NumPy vectorization without the use of numpy.vectorize - python

I've found myself using NumPy arrays for memory management and speed of computation more and more lately, on large volumes of structured data (such as points and polygons). In doing so, there is always a situation where I need to perform some function f(x) on the entire array. From experience, and Googling, iterating over the array is not the way to do this, so insted a function should be vectorized and broadcast to the entire array.
Looking at the documentation for numpy.vectorize we get this example:
def myfunc(a, b):
"Return a-b if a>b, otherwise return a+b"
if a > b:
return a - b
else:
return a + b
>>> vfunc = np.vectorize(myfunc)
>>> vfunc([1, 2, 3, 4], 2)
array([3, 4, 1, 2])
And per the docs it really just creates a for loop so it doesnt access the lower C loops for truly vectorized operations (either in BLAS or SIMD).
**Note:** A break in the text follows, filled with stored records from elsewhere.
//! Coarse-then-fine registration engine.
//!
//! Combines:
//! 1. A coarse matcher for handling large initial offsets (SAC-IA)
//! 2. A fine matcher for accurate refinement (ICP)
//!
//! The combined transform is applied to the candidate cloud in place.

use std::fmt;

use nalgebra::Isometry3;

use super::{
    CloudMatcher, IcpConfig, PointToPointIcp, RegistrationResult, SacIaConfig, SacIaMatcher,
};
use crate::core::math::transform_magnitude;
use crate::core::types::PointCloud3D;

/// Configuration for the registration engine.
#[derive(Debug, Clone)]
pub struct RegistrationConfig {
    /// Iteration cap applied to both stages.
    ///
    /// Default: 10
    pub max_iterations: u32,

    /// A stage is skipped when either cloud has fewer points than this.
    ///
    /// Default: 10
    pub min_points: usize,

    /// Coarse stage settings (its `max_iterations` is overridden).
    pub coarse: SacIaConfig,

    /// Fine stage settings (its `max_iterations` is overridden).
    pub fine: IcpConfig,
}

impl Default for RegistrationConfig {
    fn default() -> Self {
        Self {
            max_iterations: 10,
            min_points: 10,
            coarse: SacIaConfig::default(),
            fine: IcpConfig::default(),
        }
    }
}

/// What happened in one registration stage.
#[derive(Debug, Clone, Copy, PartialEq)]
pub enum StageOutcome {
    /// Converged; the transform was applied.
    Applied { mse: f32, iterations: u32 },
    /// Hit the iteration cap; the best transform seen was still applied.
    NotConverged { mse: f32, iterations: u32 },
    /// Stage ran but produced no usable transform.
    Failed,
    /// Stage did not run.
    Skipped(&'static str),
}

impl StageOutcome {
    fn from_result(result: &RegistrationResult) -> Self {
        if !result.has_transform() {
            StageOutcome::Failed
        } else if result.converged {
            StageOutcome::Applied {
                mse: result.mse,
                iterations: result.iterations,
            }
        } else {
            StageOutcome::NotConverged {
                mse: result.mse,
                iterations: result.iterations,
            }
        }
    }

    /// True if this stage contributed to the final transform.
    pub fn contributed(&self) -> bool {
        matches!(
            self,
            StageOutcome::Applied { .. } | StageOutcome::NotConverged { .. }
        )
    }
}

impl fmt::Display for StageOutcome {
    fn fmt(&self, f: &mut fmt::Formatter<'_>) -> fmt::Result {
        match self {
            StageOutcome::Applied { mse, iterations } => {
                write!(f, "applied (mse {:.5}, {} iters)", mse, iterations)
            }
            StageOutcome::NotConverged { mse, iterations } => {
                write!(f, "not converged (mse {:.5}, {} iters)", mse, iterations)
            }
            StageOutcome::Failed => write!(f, "failed"),
            StageOutcome::Skipped(reason) => write!(f, "skipped: {}", reason),
        }
    }
}

/// Result of registering one candidate cloud.
#[derive(Debug, Clone)]
pub struct RegistrationReport {
    pub coarse: StageOutcome,
    pub fine: StageOutcome,
    /// Transform applied to the candidate (identity if nothing ran).
    pub transform: Isometry3<f32>,
}

impl Default for RegistrationReport {
    fn default() -> Self {
        Self {
            coarse: StageOutcome::Skipped("not run"),
            fine: StageOutcome::Skipped("not run"),
            transform: Isometry3::identity(),
        }
    }
}

impl fmt::Display for RegistrationReport {
    fn fmt(&self, f: &mut fmt::Formatter<'_>) -> fmt::Result {
        let (t, r) = transform_magnitude(&self.transform);
        write!(
            f,
            "coarse {}, fine {}, moved {:.3}m / {:.2}°",
            self.coarse,
            self.fine,
            t,
            r.to_degrees()
        )
    }
}

/// Coarse-then-fine registration of a candidate cloud onto a target.
///
/// # Type Parameters
///
/// * `C` - Coarse matcher type (e.g., `SacIaMatcher`)
/// * `F` - Fine matcher type (e.g., `PointToPointIcp`)
#[derive(Debug)]
pub struct RegistrationEngine<C: CloudMatcher, F: CloudMatcher> {
    coarse: C,
    fine: F,
    min_points: usize,
}

impl RegistrationEngine<SacIaMatcher, PointToPointIcp> {
    /// Build the default SAC-IA + ICP engine.
    pub fn from_config(config: &RegistrationConfig) -> Self {
        let coarse = SacIaConfig {
            max_iterations: config.max_iterations,
            ..config.coarse.clone()
        };
        let fine = IcpConfig {
            max_iterations: config.max_iterations,
            ..config.fine.clone()
        };
        Self::new(
            SacIaMatcher::new(coarse),
            PointToPointIcp::new(fine),
            config.min_points,
        )
    }
}

impl<C: CloudMatcher, F: CloudMatcher> RegistrationEngine<C, F> {
    /// Create a new engine.
    ///
    /// # Arguments
    ///
    /// * `coarse` - Matcher for large initial offsets
    /// * `fine` - Matcher for accurate refinement
    /// * `min_points` - Minimum cloud size for a stage to run
    pub fn new(coarse: C, fine: F, min_points: usize) -> Self {
        Self {
            coarse,
            fine,
            min_points,
        }
    }

    /// Align `candidate` onto `target` and transform it in place.
    ///
    /// Never fails: stages that cannot run are skipped, and the candidate is
    /// left with whatever transform the remaining stages produced.
    pub fn register(
        &self,
        candidate: &mut PointCloud3D,
        target: &PointCloud3D,
    ) -> RegistrationReport {
        let mut report = RegistrationReport::default();

        if candidate.len() < self.min_points || target.len() < self.min_points {
            report.coarse = StageOutcome::Skipped("too few points");
            report.fine = StageOutcome::Skipped("too few points");
            log::debug!(
                "Registration skipped: candidate {} / target {} points (min {})",
                candidate.len(),
                target.len(),
                self.min_points
            );
            return report;
        }

        let mut estimate = Isometry3::identity();

        let coarse = self.coarse.align(candidate, target, &estimate);
        report.coarse = StageOutcome::from_result(&coarse);
        if report.coarse.contributed() {
            estimate = coarse.transform;
        }

        let fine = self.fine.align(candidate, target, &estimate);
        report.fine = StageOutcome::from_result(&fine);
        if report.fine.contributed() {
            estimate = fine.transform;
        }

        if report.coarse.contributed() || report.fine.contributed() {
            candidate.transform_in_place(&estimate);
        }
        report.transform = estimate;

        log::debug!(
            "{} + {}: {}",
            self.coarse.name(),
            self.fine.name(),
            report
        );
        report
    }
}
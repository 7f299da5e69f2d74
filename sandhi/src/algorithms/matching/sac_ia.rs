//! Sample-Consensus Initial Alignment (SAC-IA).
//!
//! Coarse, feature-driven registration that tolerates large initial offsets.
//!
//! # Algorithm
//!
//! ```text
//! 1. Estimate normals and FPFH descriptors on source and target
//! 2. Score the initial guess (identity hypothesis)
//! 3. For each iteration:
//!    a. Sample N source points at least d_min apart
//!    b. For each, pick one of the k most similar target descriptors
//!    c. Solve the rigid transform from the N pairs (Kabsch)
//!    d. Score: mean over source of min(d²/τ², 1) to the nearest target
//!    e. Keep the hypothesis if its error is lower
//! 4. Return the best hypothesis (never worse than the initial guess)
//! ```

use nalgebra::Isometry3;
use rand::rngs::StdRng;
use rand::{Rng, SeedableRng};

use super::icp_common::mse_to_score;
use super::{CloudMatcher, RegistrationResult};
use crate::algorithms::features::{
    FpfhConfig, FpfhEstimator, FpfhSignature, NormalEstimator, NormalEstimatorConfig,
};
use crate::core::kdtree::PointIndex;
use crate::core::math::{estimate_rigid_transform, transform_point};
use crate::core::types::{Point3D, PointCloud3D};

/// Configuration for SAC-IA.
#[derive(Debug, Clone)]
pub struct SacIaConfig {
    /// Hypotheses to evaluate.
    pub max_iterations: u32,

    /// Points per hypothesis (minimum 3).
    pub samples: usize,

    /// Minimum pairwise distance between sampled source points.
    pub min_sample_distance: f32,

    /// Candidate pool size: each sample is matched to one of this many
    /// most similar target descriptors.
    pub correspondence_randomness: usize,

    /// Truncation distance τ for the hypothesis error.
    pub max_correspondence_distance: f32,

    /// Normal estimation settings.
    pub normals: NormalEstimatorConfig,

    /// Descriptor settings.
    pub features: FpfhConfig,

    /// RNG seed; the same inputs always give the same alignment.
    pub seed: u64,
}

impl Default for SacIaConfig {
    fn default() -> Self {
        Self {
            max_iterations: 10,
            samples: 3,
            min_sample_distance: 0.25,
            correspondence_randomness: 10,
            max_correspondence_distance: 0.5,
            normals: NormalEstimatorConfig::default(),
            features: FpfhConfig::default(),
            seed: 0x5AC1A,
        }
    }
}

/// SAC-IA coarse matcher.
#[derive(Debug, Clone, Default)]
pub struct SacIaMatcher {
    config: SacIaConfig,
}

/// Sample draws tolerated per sampled point before giving up on a hypothesis.
const MAX_SAMPLE_ATTEMPTS: usize = 100;

impl SacIaMatcher {
    pub fn new(config: SacIaConfig) -> Self {
        Self { config }
    }

    pub fn config(&self) -> &SacIaConfig {
        &self.config
    }

    fn describe(&self, cloud: &PointCloud3D) -> Vec<FpfhSignature> {
        let index = PointIndex::build(cloud);
        let normals = NormalEstimator::new(self.config.normals).estimate_with_index(cloud, &index);
        FpfhEstimator::new(self.config.features).compute_with_index(cloud, &normals, &index)
    }

    /// Mean truncated error and truncated MSE of `points` against the target.
    fn hypothesis_error(&self, points: &[Point3D], target_index: &PointIndex) -> (f32, f32) {
        if points.is_empty() {
            return (1.0, f32::MAX);
        }
        let tau2 = self.config.max_correspondence_distance.powi(2).max(f32::MIN_POSITIVE);
        let mut error = 0.0f64;
        let mut mse = 0.0f64;
        for p in points {
            let d2 = target_index.nearest(p).map_or(tau2, |(_, d2)| d2.min(tau2));
            error += (d2 / tau2) as f64;
            mse += d2 as f64;
        }
        let n = points.len() as f64;
        ((error / n) as f32, (mse / n) as f32)
    }

    /// Draw `samples` distinct feature-bearing source indices, pairwise at
    /// least `min_sample_distance` apart.
    fn select_samples(
        &self,
        source: &PointCloud3D,
        candidates: &[usize],
        rng: &mut StdRng,
    ) -> Option<Vec<usize>> {
        let min_d2 = self.config.min_sample_distance.powi(2);
        let wanted = self.config.samples.max(3);
        let mut chosen: Vec<usize> = Vec::with_capacity(wanted);

        let mut attempts = 0usize;
        while chosen.len() < wanted {
            if attempts >= MAX_SAMPLE_ATTEMPTS * wanted {
                return None;
            }
            attempts += 1;

            let idx = candidates[rng.random_range(0..candidates.len())];
            let p = &source.points[idx];
            let spread = chosen
                .iter()
                .all(|&c| c != idx && source.points[c].distance_squared(p) >= min_d2);
            if spread {
                chosen.push(idx);
            }
        }
        Some(chosen)
    }

    /// The `k` target indices whose descriptors are closest to `query`.
    fn most_similar(
        &self,
        query: &FpfhSignature,
        target_features: &[FpfhSignature],
        target_candidates: &[usize],
    ) -> Vec<usize> {
        let k = self.config.correspondence_randomness.max(1).min(target_candidates.len());
        let mut scored: Vec<(f32, usize)> = target_candidates
            .iter()
            .map(|&t| (query.distance_squared(&target_features[t]), t))
            .collect();
        if k < scored.len() {
            scored.select_nth_unstable_by(k - 1, |a, b| a.0.total_cmp(&b.0));
            scored.truncate(k);
        }
        scored.into_iter().map(|(_, t)| t).collect()
    }
}

impl CloudMatcher for SacIaMatcher {
    fn align(
        &self,
        source: &PointCloud3D,
        target: &PointCloud3D,
        initial_guess: &Isometry3<f32>,
    ) -> RegistrationResult {
        let wanted = self.config.samples.max(3);
        if source.len() < wanted || target.len() < wanted {
            return RegistrationResult::failed();
        }

        let moved = source.transformed(initial_guess);
        let source_features = self.describe(&moved);
        let target_features = self.describe(target);

        let valid = |f: &[FpfhSignature]| -> Vec<usize> {
            f.iter()
                .enumerate()
                .filter(|(_, s)| !s.is_empty())
                .map(|(i, _)| i)
                .collect()
        };
        let source_candidates = valid(&source_features);
        let target_candidates = valid(&target_features);
        if source_candidates.len() < wanted || target_candidates.is_empty() {
            log::debug!(
                "SAC-IA: not enough descriptors (source {}, target {})",
                source_candidates.len(),
                target_candidates.len()
            );
            return RegistrationResult::failed();
        }

        let target_index = PointIndex::build(target);
        let mut rng = StdRng::seed_from_u64(self.config.seed);

        // The initial guess is the baseline hypothesis
        let (base_error, base_mse) = self.hypothesis_error(&moved.points, &target_index);
        let mut best = (Isometry3::identity(), base_error, base_mse);
        let mut accepted = 0u32;

        for _ in 0..self.config.max_iterations {
            let Some(sample) = self.select_samples(&moved, &source_candidates, &mut rng) else {
                continue;
            };

            let mut src = Vec::with_capacity(sample.len());
            let mut dst = Vec::with_capacity(sample.len());
            for &s in &sample {
                let pool =
                    self.most_similar(&source_features[s], &target_features, &target_candidates);
                let t = pool[rng.random_range(0..pool.len())];
                src.push(moved.points[s]);
                dst.push(target.points[t]);
            }

            let Some(hypothesis) = estimate_rigid_transform(&src, &dst) else {
                continue;
            };

            let candidate: Vec<Point3D> = moved
                .iter()
                .map(|p| transform_point(&hypothesis, p))
                .collect();
            let (error, mse) = self.hypothesis_error(&candidate, &target_index);
            if error < best.1 {
                best = (hypothesis, error, mse);
                accepted += 1;
            }
        }

        log::debug!(
            "SAC-IA: error {:.4} -> {:.4} ({} improving hypotheses)",
            base_error,
            best.1,
            accepted
        );

        let (hypothesis, _, mse) = best;
        RegistrationResult::success(
            hypothesis * initial_guess,
            mse_to_score(mse),
            self.config.max_iterations,
            mse,
        )
    }

    fn name(&self) -> &'static str {
        "SacIa"
    }
}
So that got me wondering, if the above is "vectorized", what is this?:
def myfunc_2(a, b):
cond = a > b
a[cond] -= b
a[~cond] += b
return a
>>> myfunc_2(np.array([1, 2, 3, 4], 2))
array([3, 4, 1, 2])
Or even this:
>>> a = np.array([1, 2, 3, 4]
>>> b = 2
>>> np.where(a > b, a - b, a + b)
array([3, 4, 1, 2])
So I ran some tests on these, what I believe to be comparable examples:
>>> arr = np.random.randint(200, size=(1000000,))
>>> setup = 'from __main__ import vfunc, arr'
>>> timeit('vfunc(arr, 50)', setup=setup, number=1)
0.60175449999997
>>> arr = np.random.randint(200, size=(1000000,))
>>> setup = 'from __main__ import myfunc_2, arr'
>>> timeit('myfunc_2(arr, 50)', setup=setup, number=1)
0.07464979999997468
>>> arr = np.random.randint(200, size=(1000000,))
>>> setup = 'from __main__ import myfunc_3, arr'
>>> timeit('myfunc_3(arr, 50)', setup=setup, number=1)
0.0222587000000658
And with larger run windows:
>>> arr = np.random.randint(200, size=(1000000,))
>>> setup = 'from __main__ import vfunc, arr'
>>> timeit('vfunc(arr, 50)', setup=setup, number=1000)
621.5853878000003
>>> arr = np.random.randint(200, size=(1000000,))
>>> setup = 'from __main__ import myfunc_2, arr'
>>> timeit('myfunc_2(arr, 50)', setup=setup, number=1000)
98.19819199999984
>>> arr = np.random.randint(200, size=(1000000,))
>>> setup = 'from __main__ import myfunc_3, arr'
>>> timeit('myfunc_3(arr, 50)', setup=setup, number=1000)
26.128515100000186
Clearly the other options are major improvements over using numpy.vectorize. This leads me to wonder several things about why anybody would use numpy.vectorize at all if you can write what appear to be "purely vectorized" functions or use battery provided functions like numpy.where.
Now for the questions:
What are the requirements to say a function is "vectorized" if not converted via numpy.vectorize? Just broadcastable in its entirety?
How does NumPy determine if a function is "vectorized"/broadcastable?
Why isn't this form of vectorization documented anywhere? (i.e., why doesn't NumPy have a "How to write a vectorized function" page?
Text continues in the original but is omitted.